En mars 1996, le Parti Populaire (PP) dirigé par José María Aznar s'imposait pour la première fois aux élections législatives espagnoles, mettant ainsi un terme à treize années consécutives de Gouvernements socialistes (1982-1996). À cette époque, les données officielles faisaient apparaître une situation économique très difficile: une faible population active (seulement 51,03% du total, 12.626.700 personnes), fortement touchée par un chômage atteignant 22,83% (en termes absolus, 3.280.000 chômeurs et, par conséquent, un taux d'emploi de 39,38% seulement.
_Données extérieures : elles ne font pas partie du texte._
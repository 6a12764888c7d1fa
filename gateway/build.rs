fn main() -> Result<(), Box<dyn std::error::Error>> {
    tonic_build::configure().build_client(true).build_server(false).compile(
        &["proto/analyzer.proto"],
        &["proto"],
    )?;
    Ok(())
}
Au même moment, la dette publique dépassait 60% du PIB (63,3 en 1995; 67,4 en 1996), et connaissait une rapide et constante augmentation du fait de l'important déficit budgétaire (en 1995, 6,5% du PIB).
 
Lorsque huit ans plus tard, en mars 2004, le Parti Socialiste (PSOE) récupéra la majorité, la population active avait progressé, à hauteur de 55,89% (17.600.000 personnes), le chômage avait baissé à 11,38 % (2.287.000 chômeurs);  par conséquent le taux d'emploi avait augmenté de plus de dix points, à hauteur de 49,46% de la population espagnole. La réduction drastique du déficit public (3,2% en 1998, 1% en 2000; 0,5 en 2002; 0 en 2004) avait permis de ramener la dette publique à 46,3% du PIB.